С другой стороны, Гальдер был начальником германского, а потом и гитлеровского Генерального штаба, после того как Гитлер принял командование сухопутными силами. Быть может, политическому деятелю и пристало играть двойственную роль ответственного советника и заговорщика, но солдаты обычно не годятся для подобных дел. Прежде всего, по немецким традициям немыслимо, чтобы начальник Генштаба не состоял в доверительных отношениях со своим командующим. Даже если, в свете действий Гитлера, допустить, что начальнику Генштаба позволительно подготавливать свержение главы государства и Верховного главнокомандующего в мирное время, то во время войны двойственная роль начальника Генштаба и заговорщика неизбежно создавала неразрешимую дилемму. В качестве начальника Генштаба Гальдер должен был все силы отдавать на победу армии, за руководство которой он нес ответственность вместе с другими лицами, то есть работать над успешным осуществлением военных операций его командующего. Однако во второй своей роли он не мог желать этой победы. Нет ни малейшего сомнения, что, когда Гальдер встал перед этим трудным выбором, он предпочел исполнить воинский долг и сделал все, что было в его силах, чтобы верно послужить германской армии в ее нелегкой борьбе. В то же время его другая роль требовала, чтобы он любой ценой оставался на своем посту, с тем чтобы, как он надеялся, когда-нибудь получить возможность свергнуть Гитлера. Но для этого он вынужден был покориться решениям последнего в том, что касалось ведения войны, даже если не был с ними согласен. Прежде всего, он оставался на своем посту потому, что надеялся таким способом, как никаким другим, защитить армию от последствий военных ошибок Гитлера. Но за это ему пришлось расплатиться выполнением приказов, с которыми по военным убеждениям он не мог согласиться. Это противоречие не могло не истощить его внутренние ресурсы и в конце концов привело его к провалу. Ясно одно: генерал-полковник Гальдер так долго держался за свою должность начальника Генерального штаба не в своих личных интересах, а ради того, что стояло на карте.

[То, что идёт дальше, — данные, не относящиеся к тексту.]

//! End-to-end pipeline tests over in-memory and on-disk repositories.

use std::fs;

use reposcope_core::{
    AnalysisDepth, AnalysisEngine, AnalysisRequest, Category, MemoryHost, PipelineStage,
    RepoScopeError, RepositoryRef,
};
use reposcope_core::report::GAP_PREFIX;

fn supabase_host() -> MemoryHost {
    MemoryHost::new(&RepositoryRef::new("acme", "notes"))
        .with_description("Note taking app")
        .with_file(
            "package.json",
            r#"{"dependencies": {"@supabase/supabase-js": "2.0.0", "tailwindcss": "3.3.0"}}"#,
        )
        .with_file(
            "tailwind.config.js",
            "module.exports = { content: ['./src/**/*.tsx'] }",
        )
        .with_file("src/app/page.tsx", "export default function Page() {}")
}

#[test]
fn supabase_tailwind_end_to_end() {
    let engine = AnalysisEngine::default();
    let request = AnalysisRequest::new("acme/notes");
    let report = engine.analyze_with_host(&supabase_host(), &request).unwrap();

    let categorization = &report.stage_results.categorization;
    let database = categorization.technologies.get(Category::Database);
    assert!(database.contains(&"PostgreSQL".to_string()));
    assert!(database.contains(&"Supabase".to_string()));
    assert!(categorization
        .technologies
        .get(Category::Frontend)
        .contains(&"Tailwind-CSS-3.3.0".to_string()));
    assert!(categorization.frameworks.contains(&"Tailwind CSS".to_string()));

    let database_gaps = &report.enhanced_tech_stack["database_gaps"];
    assert!(!database_gaps.contains(&"GAP: No database detected".to_string()));
    assert!(database_gaps.contains(&"GAP: No caching layer detected".to_string()));
    assert!(report.enhanced_tech_stack["database"].contains(&"Supabase".to_string()));
}

#[test]
fn report_metadata_and_summary() {
    let engine = AnalysisEngine::default();
    let mut request = AnalysisRequest::new("https://github.com/acme/notes")
        .with_depth(AnalysisDepth::Standard);
    request.focus_areas = vec!["security".to_string()];
    request.user_id = Some("user-42".to_string());

    let report = engine.analyze_with_host(&supabase_host(), &request).unwrap();

    assert_eq!(report.metadata.repository_url, "https://github.com/acme/notes");
    assert_eq!(report.metadata.user_id.as_deref(), Some("user-42"));
    assert_eq!(report.metadata.analysis_depth, AnalysisDepth::Standard);
    assert_eq!(report.metadata.focus_areas, vec!["security"]);
    assert_eq!(
        report.metadata.stages,
        vec!["exploration", "categorization", "gap_analysis"]
    );

    assert!(report.summary.success);
    assert_eq!(
        report.summary.total_technologies_detected,
        report.stage_results.categorization.technologies.total()
    );
    let gap_categories = report
        .stage_results
        .gap_analysis
        .gap_analysis
        .values()
        .filter(|a| !a.identified_gaps.is_empty())
        .count();
    assert_eq!(report.summary.total_gap_categories, gap_categories);

    // every category appears twice in the denormalized view
    assert_eq!(report.enhanced_tech_stack.len(), 16);
    for category in Category::ALL {
        assert!(report.enhanced_tech_stack.contains_key(category.as_str()));
        let gaps = &report.enhanced_tech_stack[&format!("{}_gaps", category.as_str())];
        assert!(gaps.iter().all(|g| g.starts_with("GAP: ")));
    }

    let exploration = &report.stage_results.exploration;
    assert_eq!(exploration.repository.full_name, "acme/notes");
    assert_eq!(exploration.files_fetched, 3);
    assert!(exploration.directories.contains(&"src/app".to_string()));
}

#[test]
fn gaps_view_holds_identified_gaps_not_recommendations() {
    let engine = AnalysisEngine::default();
    let report = engine
        .analyze_with_host(&supabase_host(), &AnalysisRequest::new("acme/notes"))
        .unwrap();

    for (category, analysis) in &report.stage_results.gap_analysis.gap_analysis {
        let listed = &report.enhanced_tech_stack[&format!("{}_gaps", category.as_str())];
        let expected: Vec<String> = analysis
            .identified_gaps
            .iter()
            .map(|g| format!("{}{}", GAP_PREFIX, g))
            .collect();
        assert_eq!(listed, &expected);
        for recommendation in &analysis.recommendations {
            assert!(!listed.iter().any(|g| g.ends_with(recommendation.as_str())));
        }
    }
}

#[test]
fn equivalent_url_forms_yield_same_stack() {
    let engine = AnalysisEngine::default();
    let forms = [
        "acme/notes",
        "github.com/acme/notes",
        "https://github.com/acme/notes",
        "https://github.com/acme/notes.git",
        "https://github.com/acme/notes/tree/main/src",
    ];

    let summaries: Vec<_> = forms
        .iter()
        .map(|url| {
            engine
                .summarize_with_host(&supabase_host(), &AnalysisRequest::new(*url))
                .unwrap()
        })
        .collect();

    for summary in &summaries[1..] {
        assert_eq!(summary.repository, summaries[0].repository);
        assert_eq!(summary.technologies, summaries[0].technologies);
        assert_eq!(summary.frameworks, summaries[0].frameworks);
    }
}

#[test]
fn pattern_cap_never_throttles_critical_files() {
    let mut host = MemoryHost::new(&RepositoryRef::new("acme", "big"))
        .with_file("package.json", r#"{"dependencies": {"react": "18.3.1"}}"#)
        .with_file("Dockerfile", "FROM node:20")
        .with_file("README.md", "# big");
    for i in 0..200 {
        host = host.with_file(format!("src/components/C{:03}.tsx", i), "export {}");
    }

    let engine = AnalysisEngine::default();
    let report = engine
        .analyze_with_host(&host, &AnalysisRequest::new("acme/big"))
        .unwrap();

    let exploration = &report.stage_results.exploration;
    assert_eq!(exploration.total_files_scanned, 203);
    assert_eq!(exploration.files_fetched, 53);
    assert!(report
        .stage_results
        .categorization
        .technologies
        .get(Category::Infrastructure)
        .contains(&"Docker".to_string()));
}

#[test]
fn failing_file_is_omitted_not_fatal() {
    let host = supabase_host().with_failing_file("tailwind.config.js");
    let engine = AnalysisEngine::default();
    let report = engine
        .analyze_with_host(&host, &AnalysisRequest::new("acme/notes"))
        .unwrap();

    assert_eq!(report.stage_results.exploration.files_fetched, 2);
    // the dependency still marks Tailwind as a framework
    assert!(report
        .stage_results
        .categorization
        .frameworks
        .contains(&"Tailwind CSS".to_string()));
}

#[test]
fn metadata_failure_aborts_run() {
    let host = supabase_host().with_metadata_failure("GitHub API returned 404: Not Found");
    let engine = AnalysisEngine::default();
    let err = engine
        .analyze_with_host(&host, &AnalysisRequest::new("acme/notes"))
        .unwrap_err();

    assert_eq!(err.failed_stage(), Some(PipelineStage::Explore));
    assert!(matches!(err.root_cause(), RepoScopeError::HostRequest { .. }));
    assert!(err.to_string().contains("404"));
}

#[test]
fn local_checkout_analysis() {
    let dir = tempfile::tempdir().unwrap();
    let root = dir.path();
    fs::write(
        root.join("package.json"),
        r#"{"dependencies": {"next": "^14.2.3", "react": "^18.3.1"}}"#,
    )
    .unwrap();
    fs::write(root.join("package-lock.json"), "{}").unwrap();
    fs::create_dir_all(root.join("src/app")).unwrap();
    fs::write(root.join("src/app/page.tsx"), "export default function Page() {}").unwrap();
    fs::create_dir_all(root.join("node_modules/react")).unwrap();
    fs::write(root.join("node_modules/react/index.js"), "module.exports = {}").unwrap();

    let engine = AnalysisEngine::default();
    let request = AnalysisRequest::new(root.display().to_string());
    let report = engine.analyze_local(root, &request).unwrap();

    let categorization = &report.stage_results.categorization;
    assert_eq!(categorization.frameworks, vec!["Next.js", "React"]);
    assert_eq!(categorization.package_managers, vec!["npm"]);
    assert_eq!(categorization.languages, vec!["TypeScript"]);
    assert_eq!(report.stage_results.exploration.total_files_scanned, 3);
}

#[test]
fn missing_local_path_fails_in_explore_stage() {
    let engine = AnalysisEngine::default();
    let err = engine
        .analyze_local(
            std::path::Path::new("/definitely/not/here"),
            &AnalysisRequest::new("local"),
        )
        .unwrap_err();
    assert_eq!(err.failed_stage(), Some(PipelineStage::Explore));
}

#[test]
fn report_serializes_to_json() {
    let engine = AnalysisEngine::default();
    let report = engine
        .analyze_with_host(&supabase_host(), &AnalysisRequest::new("acme/notes"))
        .unwrap();

    let json = serde_json::to_value(&report).unwrap();
    assert!(json["metadata"]["analysis_id"].is_string());
    assert_eq!(json["summary"]["success"], true);
    assert!(json["stage_results"]["gap_analysis"]["gap_analysis"]["database"]["priority"].is_string());
    assert!(json["enhanced_tech_stack"]["frontend_gaps"].is_array());
}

Я попытался набросать портреты двух человек, при которых осенью 1939 года достиг своей кульминации процесс, который можно назвать только упадком ОКХ. Из сказанного мною ясно, почему оба этих, бесспорно, блестящих офицера не годились в соперники такому человеку, как Гитлер. Наряду с этим то, что низведение ОКХ до роли чисто исполнительного органа фактически произошло после его триумфов в Польше, также было вызвано расхождениями во взглядах Гитлера и ОКХ на дальнейшее ведение войны.
До и сразу после начала войны Германия, что вполне естественно, готовилась к обороне на западе. Кто бы мог предвидеть, что западные державы так постыдно бросят Польшу на произвол судьбы, после того как дали ей гарантии помощи? Их слабое наступление вдоль Саара на передовую полосу линии Зигфрида, после чего они тут же отошли на территорию Франции, нельзя было посчитать даже подготовкой для какого-либо крупного наступления в дальнейшем.
Пока были основания ждать этого наступления, оставалось только выжидать, удастся ли остановить его на линии Зигфрида или – в случае, если бы оно велось в направлении Рура через Люксембург и Бельгию, – нанести контрудар, как только из Польши освободятся необходимые силы. Однако бездействие западных держав создало совершенно иную ситуацию. Даже если учесть французские методы ведения войны и время, необходимое британцам для начала действий, нельзя было ожидать, что после разгрома Польши и освобождения всей германской армии для Западного фронта западные державы перейдут в наступление в ближайшем будущем. Судьба Польши решилась не позднее 18 сентября, когда закончился бой на Бзуре. Значит, не позже этого срока Гитлер и командующий сухопутными силами должны были обменяться мнениями по поводу ведения дальнейших действий на западе. И все же, судя по опубликованным к настоящему моменту книгам (особенно книгам генерала фон Лоссберга, в то время начальника оперативного управления ОКВ, и министерского советника Грейнера, ведавшего журналом боевых действий ОКХ), такого обмена не произошло.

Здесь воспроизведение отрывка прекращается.